== Data for this task ==
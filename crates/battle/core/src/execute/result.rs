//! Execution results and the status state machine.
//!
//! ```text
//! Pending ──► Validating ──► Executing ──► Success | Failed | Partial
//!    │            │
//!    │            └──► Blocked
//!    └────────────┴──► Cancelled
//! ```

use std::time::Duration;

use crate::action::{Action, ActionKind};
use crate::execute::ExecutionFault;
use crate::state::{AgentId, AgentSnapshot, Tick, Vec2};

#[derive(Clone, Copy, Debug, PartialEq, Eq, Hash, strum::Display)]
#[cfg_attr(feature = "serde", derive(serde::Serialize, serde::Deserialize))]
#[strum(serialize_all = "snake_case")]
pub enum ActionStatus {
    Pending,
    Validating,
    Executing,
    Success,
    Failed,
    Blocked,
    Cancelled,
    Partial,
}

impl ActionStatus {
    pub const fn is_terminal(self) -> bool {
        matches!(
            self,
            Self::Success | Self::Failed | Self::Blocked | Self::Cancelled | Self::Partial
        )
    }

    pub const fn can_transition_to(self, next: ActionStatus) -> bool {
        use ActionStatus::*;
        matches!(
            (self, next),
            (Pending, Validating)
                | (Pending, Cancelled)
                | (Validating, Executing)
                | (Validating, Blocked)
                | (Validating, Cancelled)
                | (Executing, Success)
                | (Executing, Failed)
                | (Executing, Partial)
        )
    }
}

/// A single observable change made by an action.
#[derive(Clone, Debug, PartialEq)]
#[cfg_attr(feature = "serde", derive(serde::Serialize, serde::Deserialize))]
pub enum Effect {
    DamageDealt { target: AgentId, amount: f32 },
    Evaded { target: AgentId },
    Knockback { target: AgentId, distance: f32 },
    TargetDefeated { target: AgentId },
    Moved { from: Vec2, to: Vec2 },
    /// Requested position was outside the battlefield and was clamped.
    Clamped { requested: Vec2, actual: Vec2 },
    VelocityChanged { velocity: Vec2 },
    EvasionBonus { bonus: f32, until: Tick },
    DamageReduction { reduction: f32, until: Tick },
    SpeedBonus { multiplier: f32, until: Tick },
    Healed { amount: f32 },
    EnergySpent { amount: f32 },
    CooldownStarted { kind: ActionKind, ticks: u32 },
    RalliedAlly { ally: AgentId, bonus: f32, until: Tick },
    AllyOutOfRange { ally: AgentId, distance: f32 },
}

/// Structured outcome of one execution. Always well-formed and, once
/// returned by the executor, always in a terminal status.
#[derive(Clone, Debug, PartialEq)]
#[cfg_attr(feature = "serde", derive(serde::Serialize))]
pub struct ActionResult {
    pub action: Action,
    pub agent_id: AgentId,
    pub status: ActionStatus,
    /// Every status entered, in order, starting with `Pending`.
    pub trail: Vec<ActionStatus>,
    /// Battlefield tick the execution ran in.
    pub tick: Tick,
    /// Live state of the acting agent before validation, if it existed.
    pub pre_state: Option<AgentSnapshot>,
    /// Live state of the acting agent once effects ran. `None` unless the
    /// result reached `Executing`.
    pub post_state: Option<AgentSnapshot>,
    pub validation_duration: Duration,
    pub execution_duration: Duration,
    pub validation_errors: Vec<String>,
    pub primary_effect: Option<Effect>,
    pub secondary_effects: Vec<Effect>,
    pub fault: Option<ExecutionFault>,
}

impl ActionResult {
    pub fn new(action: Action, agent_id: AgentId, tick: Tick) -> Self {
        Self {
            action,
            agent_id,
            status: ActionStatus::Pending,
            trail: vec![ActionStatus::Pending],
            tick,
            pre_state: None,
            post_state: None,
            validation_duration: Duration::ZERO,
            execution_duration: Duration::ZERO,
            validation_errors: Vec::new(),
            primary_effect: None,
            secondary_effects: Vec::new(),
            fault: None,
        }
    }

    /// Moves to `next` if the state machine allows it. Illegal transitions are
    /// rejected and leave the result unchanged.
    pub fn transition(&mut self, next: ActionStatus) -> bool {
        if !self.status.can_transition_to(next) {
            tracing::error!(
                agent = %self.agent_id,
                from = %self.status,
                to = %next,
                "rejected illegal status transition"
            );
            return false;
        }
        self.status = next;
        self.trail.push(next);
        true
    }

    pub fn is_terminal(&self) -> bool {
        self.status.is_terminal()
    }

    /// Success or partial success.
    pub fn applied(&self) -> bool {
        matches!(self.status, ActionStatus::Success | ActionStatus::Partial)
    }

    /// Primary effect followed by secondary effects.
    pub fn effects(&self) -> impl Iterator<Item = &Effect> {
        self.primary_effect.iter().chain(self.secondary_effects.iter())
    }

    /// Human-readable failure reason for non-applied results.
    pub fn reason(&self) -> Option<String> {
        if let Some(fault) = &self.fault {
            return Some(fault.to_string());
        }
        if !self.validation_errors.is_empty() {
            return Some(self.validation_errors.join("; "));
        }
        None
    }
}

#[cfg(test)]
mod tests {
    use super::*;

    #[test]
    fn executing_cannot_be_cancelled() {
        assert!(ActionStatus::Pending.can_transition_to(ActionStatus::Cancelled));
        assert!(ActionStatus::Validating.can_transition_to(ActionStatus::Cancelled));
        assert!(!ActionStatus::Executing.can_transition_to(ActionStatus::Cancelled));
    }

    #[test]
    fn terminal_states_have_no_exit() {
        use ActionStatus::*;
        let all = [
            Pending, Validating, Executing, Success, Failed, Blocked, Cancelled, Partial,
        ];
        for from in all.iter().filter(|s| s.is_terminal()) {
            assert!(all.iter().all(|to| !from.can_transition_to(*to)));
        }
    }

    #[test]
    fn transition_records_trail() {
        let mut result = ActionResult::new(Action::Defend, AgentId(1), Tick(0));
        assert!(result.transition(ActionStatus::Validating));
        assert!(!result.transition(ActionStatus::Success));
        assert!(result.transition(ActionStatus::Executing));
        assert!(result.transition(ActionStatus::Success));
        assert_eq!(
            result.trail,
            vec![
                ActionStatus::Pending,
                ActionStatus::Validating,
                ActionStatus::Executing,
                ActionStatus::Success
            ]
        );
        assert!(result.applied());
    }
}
===
Your task for the entries above: copy exactly the span starting with the line with "pub fn applied(&self)" and going on through the line with "pub fn reason(&self)", both lines included, and nothing else.

> _Response to this task_
    pub fn applied(&self) -> bool {
        matches!(self.status, ActionStatus::Success | ActionStatus::Partial)
    }

    /// Primary effect followed by secondary effects.
    pub fn effects(&self) -> impl Iterator<Item = &Effect> {
        self.primary_effect.iter().chain(self.secondary_effects.iter())
    }

    /// Human-readable failure reason for non-applied results.
    pub fn reason(&self) -> Option<String> {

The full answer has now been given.